Court Opinion

ID: 9446919
Source: CourtListenerOpinion
Date Created: 2023-08-03 22:21:16.079693+00
Date Added: 2024-06-11T17:30:49.670650
License: Public Domain

MAGRUDER, Circuit Judge
(Retired) (concurring).
Although I agree with the majority opinion that the plaintiff may be entitled to some range of equivalents on the Novak patent No. 2,525,310 owned by it, I cannot assign this as a reason for reversing the judgment below.
With regard to the water content of the web, the patent teaches a reduction to “about 4% to 8% by weight”; this marks out an area of some five percentage points, which in the context of the process involved is quite indefinite. It is therefore difficult for me to understand “about” as further expanding these nebulous limits of terminal water content. Rather, it more logically may be read as a flag signaling the description’s inherent vagueness.
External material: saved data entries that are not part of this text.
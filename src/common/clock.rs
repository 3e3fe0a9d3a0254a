use chrono::{DateTime, Utc};
use std::sync::{Arc, Mutex};

/// Time source port. Core components never call `Utc::now()` directly so
/// that auction windows and eviction order stay deterministic under test.
pub trait Clock: Send + Sync + 'static {
    fn now(&self) -> DateTime<Utc>;
}

pub type SharedClock = Arc<dyn Clock>;

/// Wall-clock adapter.
#[derive(Debug, Default)]
pub struct SystemClock;

impl Clock for SystemClock {
    fn now(&self) -> DateTime<Utc> {
        Utc::now()
    }
}

/// Hand-driven clock for tests.
#[derive(Debug)]
pub struct ManualClock {
    now: Mutex<DateTime<Utc>>,
}

impl ManualClock {
    pub fn starting_at(now: DateTime<Utc>) -> Self {
        Self { now: Mutex::new(now) }
    }

    pub fn advance(&self, duration: chrono::Duration) {
        let mut now = self.now.lock().unwrap();
        *now += duration;
    }

    pub fn set(&self, instant: DateTime<Utc>) {
        *self.now.lock().unwrap() = instant;
    }
}

impl Clock for ManualClock {
    fn now(&self) -> DateTime<Utc> {
        *self.now.lock().unwrap()
    }
}
//! Document parser client: forwards uploaded files and returns extracted fields.

use std::time::Duration;

use async_trait::async_trait;
use bytes::Bytes;
use reqwest::multipart::{Form, Part};
use reqwest::Client;
use serde::Deserialize;
use thiserror::Error;
use tracing::{debug, warn};

use crate::models::resume::ExtractedResume;

#[derive(Debug, Error)]
pub enum ParserError {
    #[error("Failed to parse {kind}: {message}")]
    Rejected { kind: &'static str, message: String },

    #[error("Parser service unreachable: {0}")]
    Http(#[from] reqwest::Error),
}

/// Which upload a file is, and therefore where it goes.
#[derive(Debug, Clone, Copy, PartialEq, Eq)]
pub enum UploadKind {
    Resume,
    LinkedInExport,
}

impl UploadKind {
    fn path(self) -> &'static str {
        match self {
            UploadKind::Resume => "/parse-resume",
            UploadKind::LinkedInExport => "/api/parse-linkedin",
        }
    }

    /// Multipart field name the parser expects.
    pub fn field(self) -> &'static str {
        match self {
            UploadKind::Resume => "resume",
            UploadKind::LinkedInExport => "linkedinExport",
        }
    }

    fn label(self) -> &'static str {
        match self {
            UploadKind::Resume => "resume",
            UploadKind::LinkedInExport => "LinkedIn export",
        }
    }
}

#[derive(Debug, Clone)]
pub struct UploadedFile {
    pub file_name: String,
    pub content_type: Option<String>,
    pub data: Bytes,
}

#[derive(Debug, Deserialize)]
struct ParseResponse {
    extracted: Option<ExtractedResume>,
}

#[derive(Debug, Default, Deserialize)]
struct ParseErrorBody {
    error: Option<String>,
    message: Option<String>,
}

#[async_trait]
pub trait DocumentParser: Send + Sync {
    async fn parse(
        &self,
        kind: UploadKind,
        file: UploadedFile,
    ) -> Result<ExtractedResume, ParserError>;
}

/// HTTP parser client. Résumé files and LinkedIn archives may be served by
/// different hosts.
#[derive(Clone)]
pub struct HttpDocumentParser {
    client: Client,
    resume_base_url: String,
    linkedin_base_url: String,
}

impl HttpDocumentParser {
    pub fn new(
        resume_base_url: impl Into<String>,
        linkedin_base_url: impl Into<String>,
        timeout: Duration,
    ) -> Result<Self, ParserError> {
        Ok(Self {
            client: Client::builder().timeout(timeout).build()?,
            resume_base_url: resume_base_url.into().trim_end_matches('/').to_string(),
            linkedin_base_url: linkedin_base_url.into().trim_end_matches('/').to_string(),
        })
    }

    fn url(&self, kind: UploadKind) -> String {
        let base = match kind {
            UploadKind::Resume => &self.resume_base_url,
            UploadKind::LinkedInExport => &self.linkedin_base_url,
        };
        format!("{base}{}", kind.path())
    }
}

#[async_trait]
impl DocumentParser for HttpDocumentParser {
    async fn parse(
        &self,
        kind: UploadKind,
        file: UploadedFile,
    ) -> Result<ExtractedResume, ParserError> {
        let url = self.url(kind);
        debug!(
            "Uploading {} ({} bytes) to {url}",
            file.file_name,
            file.data.len()
        );

        let mut part = Part::bytes(file.data.to_vec()).file_name(file.file_name);
        if let Some(content_type) = file.content_type {
            part = part.mime_str(&content_type)?;
        }
        let form = Form::new().part(kind.field(), part);

        let response = self.client.post(&url).multipart(form).send().await?;
        let status = response.status();
        if !status.is_success() {
            let body = response.text().await.unwrap_or_default();
            warn!("Parser returned {status}: {body}");
            return Err(rejection(kind, status.as_u16(), &body));
        }

        let body = response.text().await?;
        decode_extracted(kind, &body)
    }
}

/// A 200 whose body does not decode is the parser's fault, not a transport
/// failure.
fn decode_extracted(kind: UploadKind, body: &str) -> Result<ExtractedResume, ParserError> {
    let parsed: ParseResponse = serde_json::from_str(body).map_err(|e| {
        warn!("Undecodable parser response for {}: {e}", kind.label());
        ParserError::Rejected {
            kind: kind.label(),
            message: format!("unexpected response from parser ({e})"),
        }
    })?;
    Ok(parsed.extracted.unwrap_or_default())
}

fn rejection(kind: UploadKind, status: u16, body: &str) -> ParserError {
    let parsed: ParseErrorBody = serde_json::from_str(body).unwrap_or_default();
    let message = parsed
        .error
        .or(parsed.message)
        .unwrap_or_else(|| format!("status {status}"));
    ParserError::Rejected {
        kind: kind.label(),
        message,
    }
}

#[cfg(test)]
mod tests {
    use super::*;

    #[test]
    fn test_urls_per_upload_kind() {
        let parser = HttpDocumentParser::new(
            "http://parser:8080/",
            "http://api:3001",
            Duration::from_secs(5),
        )
        .unwrap();
        assert_eq!(
            parser.url(UploadKind::Resume),
            "http://parser:8080/parse-resume"
        );
        assert_eq!(
            parser.url(UploadKind::LinkedInExport),
            "http://api:3001/api/parse-linkedin"
        );
    }

    #[test]
    fn test_rejection_prefers_error_then_message() {
        let err = rejection(UploadKind::LinkedInExport, 400, r#"{"error":"Not a zip"}"#);
        assert_eq!(err.to_string(), "Failed to parse LinkedIn export: Not a zip");

        let err = rejection(UploadKind::Resume, 422, r#"{"message":"Unreadable PDF"}"#);
        assert_eq!(err.to_string(), "Failed to parse resume: Unreadable PDF");
    }

    #[test]
    fn test_rejection_with_unparseable_body() {
        let err = rejection(UploadKind::Resume, 500, "<html>oops</html>");
        assert_eq!(err.to_string(), "Failed to parse resume: status 500");
    }

    #[test]
    fn test_parse_response_without_extracted() {
        let extracted = decode_extracted(UploadKind::Resume, "{}").unwrap();
        assert!(extracted.full_name.is_none());
        assert!(extracted.education.is_none());
    }

    #[test]
    fn test_education_without_degree_still_imports() {
        let body = r#"{"extracted":{"fullName":"Ada","education":[{"institution":"MIT","startYear":"2010"}]}}"#;
        let extracted = decode_extracted(UploadKind::Resume, body).unwrap();
        assert_eq!(extracted.full_name.as_deref(), Some("Ada"));
        let education = extracted.education.unwrap();
        assert_eq!(education[0].school, "MIT");
        assert_eq!(education[0].degree, "");
        assert_eq!(education[0].start_year.as_deref(), Some("2010"));
    }

    #[test]
    fn test_projects_without_name_still_import() {
        let body = r#"{"extracted":{"projects":[{"description":"CLI tool"}]}}"#;
        let extracted = decode_extracted(UploadKind::LinkedInExport, body).unwrap();
        assert_eq!(extracted.projects.unwrap()[0].name, "");
    }

    #[test]
    fn test_undecodable_success_body_is_rejected() {
        let err = decode_extracted(UploadKind::Resume, "<html>ok</html>").unwrap_err();
        assert!(matches!(err, ParserError::Rejected { kind: "resume", .. }));
        assert!(err.to_string().starts_with("Failed to parse resume: unexpected response"));
    }
}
It may be that a content of 3.8% or 8.2% would constitute infringement, on the doctrine of equivalents, but the patent can certainly not claim much more than that.
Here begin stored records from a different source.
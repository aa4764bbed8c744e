use std::fmt;

use serde::{Deserialize, Serialize};
use uuid::Uuid;

/// Which résumé field a suggestion targets.
#[derive(Debug, Clone, Copy, PartialEq, Eq, Serialize, Deserialize)]
#[serde(rename_all = "lowercase")]
pub enum SuggestionKind {
    Skill,
    Summary,
    Experience,
    #[serde(other)]
    Other,
}

#[derive(Debug, Clone, Copy, PartialEq, Eq, Serialize, Deserialize)]
#[serde(rename_all = "lowercase")]
pub enum SuggestionAction {
    Add,
    Remove,
    Update,
    Modify,
    #[serde(other)]
    Other,
}

impl SuggestionAction {
    /// `update` and `modify` are synonyms.
    pub fn is_edit(self) -> bool {
        matches!(self, SuggestionAction::Update | SuggestionAction::Modify)
    }
}

/// A proposed single-field edit produced by the conversation service.
///
/// Deserializes from either naming convention on the wire
/// (`originalText`/`newText` or `old_text`/`new_text`) and always serializes
/// back in camelCase.
#[derive(Debug, Clone, PartialEq, Serialize, Deserialize)]
#[serde(from = "SuggestionWire", rename_all = "camelCase")]
pub struct Suggestion {
    #[serde(rename = "type")]
    pub kind: SuggestionKind,
    pub action: SuggestionAction,
    pub original_text: String,
    pub new_text: String,
    #[serde(skip_serializing_if = "Option::is_none")]
    pub reason: Option<String>,
}

#[derive(Deserialize)]
#[serde(rename_all = "camelCase")]
struct SuggestionWire {
    #[serde(rename = "type")]
    kind: SuggestionKind,
    action: SuggestionAction,
    #[serde(default)]
    original_text: Option<String>,
    #[serde(default, rename = "old_text")]
    old_text: Option<String>,
    #[serde(default)]
    new_text: Option<String>,
    #[serde(default, rename = "new_text")]
    new_text_snake: Option<String>,
    #[serde(default)]
    reason: Option<String>,
}

impl From<SuggestionWire> for Suggestion {
    fn from(wire: SuggestionWire) -> Self {
        let original = wire.old_text.or(wire.original_text).unwrap_or_default();
        let new = wire.new_text_snake.or(wire.new_text).unwrap_or_default();
        Suggestion {
            kind: wire.kind,
            action: wire.action,
            original_text: original.trim().to_string(),
            new_text: new.trim().to_string(),
            reason: wire.reason,
        }
    }
}

impl Suggestion {
    #[cfg(test)]
    pub fn new(
        kind: SuggestionKind,
        action: SuggestionAction,
        original_text: impl Into<String>,
        new_text: impl Into<String>,
    ) -> Self {
        Self {
            kind,
            action,
            original_text: original_text.into(),
            new_text: new_text.into(),
            reason: None,
        }
    }

    /// Short human-readable label, e.g. "Add skill: Docker".
    pub fn label(&self) -> String {
        let verb = match (self.kind, self.action) {
            (SuggestionKind::Skill, SuggestionAction::Add) => "Add skill",
            (SuggestionKind::Skill, _) => "Remove skill",
            (SuggestionKind::Summary, _) => "Update summary",
            _ => "Modify experience",
        };
        let text = if self.new_text.is_empty() {
            &self.original_text
        } else {
            &self.new_text
        };
        format!("{verb}: {text}")
    }
}

/// Identity assigned to each suggestion when it enters the pending set.
#[derive(Debug, Clone, Copy, PartialEq, Eq, Hash, PartialOrd, Ord, Serialize, Deserialize)]
#[serde(transparent)]
pub struct SuggestionId(pub Uuid);

impl SuggestionId {
    pub fn new() -> Self {
        Self(Uuid::new_v4())
    }
}

impl Default for SuggestionId {
    fn default() -> Self {
        Self::new()
    }
}

impl fmt::Display for SuggestionId {
    fn fmt(&self, f: &mut fmt::Formatter<'_>) -> fmt::Result {
        self.0.fmt(f)
    }
}

#[cfg(test)]
mod tests {
    use super::*;

    #[test]
    fn test_camel_case_fields() {
        let json = r#"{"type":"skill","action":"add","originalText":"Kotlin","newText":"Kotlin","reason":"JD asks for it"}"#;
        let s: Suggestion = serde_json::from_str(json).unwrap();
        assert_eq!(s.kind, SuggestionKind::Skill);
        assert_eq!(s.action, SuggestionAction::Add);
        assert_eq!(s.new_text, "Kotlin");
        assert_eq!(s.reason.as_deref(), Some("JD asks for it"));
    }

    #[test]
    fn test_snake_case_aliases() {
        let json = r#"{"type":"experience","action":"modify","old_text":"  Led Z ","new_text":"Led Z and Q"}"#;
        let s: Suggestion = serde_json::from_str(json).unwrap();
        assert_eq!(s.original_text, "Led Z");
        assert_eq!(s.new_text, "Led Z and Q");
    }

    #[test]
    fn test_snake_case_wins_when_both_present() {
        let json = r#"{"type":"summary","action":"update","newText":"camel","new_text":"snake"}"#;
        let s: Suggestion = serde_json::from_str(json).unwrap();
        assert_eq!(s.new_text, "snake");
        assert_eq!(s.original_text, "");
    }

    #[test]
    fn test_unknown_kind_and_action_deserialize_to_other() {
        let json = r#"{"type":"certification","action":"rewrite","newText":"AWS"}"#;
        let s: Suggestion = serde_json::from_str(json).unwrap();
        assert_eq!(s.kind, SuggestionKind::Other);
        assert_eq!(s.action, SuggestionAction::Other);
    }

    #[test]
    fn test_serializes_camel_case() {
        let s = Suggestion::new(
            SuggestionKind::Experience,
            SuggestionAction::Update,
            "old",
            "new",
        );
        let v = serde_json::to_value(&s).unwrap();
        assert_eq!(v["type"], "experience");
        assert_eq!(v["originalText"], "old");
        assert_eq!(v["newText"], "new");
        assert!(v.get("reason").is_none());
    }

    #[test]
    fn test_label() {
        let s = Suggestion::new(SuggestionKind::Skill, SuggestionAction::Remove, "React Native", "");
        assert_eq!(s.label(), "Remove skill: React Native");
    }
}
The limitation as to the temperature to which the web is heated seems to be even clearer. The patent repeatedly says, “approximately 190° F., to 212° F.,” and once adds, in the general description of the invention: “It will, however, be understood that the temperature of the paper as it progresses over these drying drums is from normal room temperature to about 212° F., and the drying is terminated before the temperature of the paper can rise higher”. This language, specifying not one temperature but a range of 22 degrees, even more indefinite than the moisture description, does not claim a significant range of equivalents. Moreover, the upper boundary emphasized by the language I have italicized is meaningful as the boiling or evaporation point of water, which the plaintiff concedes is the moisture element the patent refers to. In other words, the patent teaches heating water content up to, but not over, the boiling point. A process involving a temperature of 220 to 235 degrees Fahrenheit is pretty clearly not covered by the patent.
In any event, the question of equivalents, that is, whether the doctrine was applicable to this patent, was never really before the district court for decision, because it accepted moisture content figures of one to two per cent water1 or 14 to 17 per cent total volatiles, and temperature readings of 220° F. to 235° F., as describing defendant’s process — those figures, if they must be accepted, would as a matter of law put the defendant’s process outside the range of any possible equivalents.
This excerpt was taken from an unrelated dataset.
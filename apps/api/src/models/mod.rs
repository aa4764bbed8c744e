pub mod resume;
pub mod suggestion;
On the other hand, however, I agree with the majority that there is a substantial issue of fact as to the test implied by the moisture content limitations-of the patent, for the reasons whichi *844Judge Hartigan has well discussed. Also, I am not satisfied that there is no remaining issue of fact as to the maximum temperature of defendant’s web; temperature was not treated as an alternative ground by the district court, which based its decision almost exclusively on the moisture content. On these limited grounds, I concur in the result reached by the majority opinion.

. This lies within the prior claims of the Weber patent, No. 1,960,176.